• _Work instructions_: Look below for the lines from the one with "use std::fmt;" to the one with "pub const PROMOTIONS: [PieceKind;", and copy exactly those lines, both ends included.

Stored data

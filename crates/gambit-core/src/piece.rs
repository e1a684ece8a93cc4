//! Piece kind representation.

use serde::{Deserialize, Serialize};
use std::fmt;

/// The six kinds of chess pieces, without colour.
#[derive(Debug, Clone, Copy, PartialEq, Eq, Hash, Serialize, Deserialize)]
#[serde(rename_all = "lowercase")]
pub enum PieceKind {
    Pawn,
    Knight,
    Bishop,
    Rook,
    Queen,
    King,
}

impl PieceKind {
    /// Pieces a pawn may promote to, strongest first.
    pub const PROMOTIONS: [PieceKind; 4] = [
        PieceKind::Queen,
        PieceKind::Rook,
        PieceKind::Bishop,
        PieceKind::Knight,
    ];

    /// Lowercase letter used in UCI promotion suffixes and FEN.
    pub const fn to_char(self) -> char {
        match self {
            PieceKind::Pawn => 'p',
            PieceKind::Knight => 'n',
            PieceKind::Bishop => 'b',
            PieceKind::Rook => 'r',
            PieceKind::Queen => 'q',
            PieceKind::King => 'k',
        }
    }

    /// Parses a piece letter in either case.
    pub const fn from_char(c: char) -> Option<Self> {
        match c.to_ascii_lowercase() {
            'p' => Some(PieceKind::Pawn),
            'n' => Some(PieceKind::Knight),
            'b' => Some(PieceKind::Bishop),
            'r' => Some(PieceKind::Rook),
            'q' => Some(PieceKind::Queen),
            'k' => Some(PieceKind::King),
            _ => None,
        }
    }

    /// Uppercase SAN letter; pawns have none.
    pub const fn san_letter(self) -> Option<char> {
        match self {
            PieceKind::Pawn => None,
            PieceKind::Knight => Some('N'),
            PieceKind::Bishop => Some('B'),
            PieceKind::Rook => Some('R'),
            PieceKind::Queen => Some('Q'),
            PieceKind::King => Some('K'),
        }
    }

    /// Lowercase English name, used in commentary.
    pub const fn name(self) -> &'static str {
        match self {
            PieceKind::Pawn => "pawn",
            PieceKind::Knight => "knight",
            PieceKind::Bishop => "bishop",
            PieceKind::Rook => "rook",
            PieceKind::Queen => "queen",
            PieceKind::King => "king",
        }
    }

    /// Returns true if a pawn may promote to this kind.
    #[inline]
    pub const fn is_promotion_target(self) -> bool {
        matches!(
            self,
            PieceKind::Knight | PieceKind::Bishop | PieceKind::Rook | PieceKind::Queen
        )
    }
}

impl fmt::Display for PieceKind {
    fn fmt(&self, f: &mut fmt::Formatter<'_>) -> fmt::Result {
        f.write_str(self.name())
    }
}

#[cfg(test)]
mod tests {
    use super::*;

    #[test]
    fn piece_letters() {
        assert_eq!(PieceKind::Knight.to_char(), 'n');
        assert_eq!(PieceKind::from_char('Q'), Some(PieceKind::Queen));
        assert_eq!(PieceKind::from_char('x'), None);
    }

    #[test]
    fn san_letters() {
        assert_eq!(PieceKind::Pawn.san_letter(), None);
        assert_eq!(PieceKind::Bishop.san_letter(), Some('B'));
        assert_eq!(PieceKind::King.san_letter(), Some('K'));
    }

    #[test]
    fn promotion_targets() {
        assert!(!PieceKind::Pawn.is_promotion_target());
        assert!(!PieceKind::King.is_promotion_target());
        assert!(PieceKind::PROMOTIONS.iter().all(|p| p.is_promotion_target()));
    }

    #[test]
    fn display_uses_name() {
        assert_eq!(PieceKind::Rook.to_string(), "rook");
    }
}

• _Solution to the exercise_:
use std::fmt;

/// The six kinds of chess pieces, without colour.
#[derive(Debug, Clone, Copy, PartialEq, Eq, Hash, Serialize, Deserialize)]
#[serde(rename_all = "lowercase")]
pub enum PieceKind {
    Pawn,
    Knight,
    Bishop,
    Rook,
    Queen,
    King,
}

impl PieceKind {
    /// Pieces a pawn may promote to, strongest first.
    pub const PROMOTIONS: [PieceKind; 4] = [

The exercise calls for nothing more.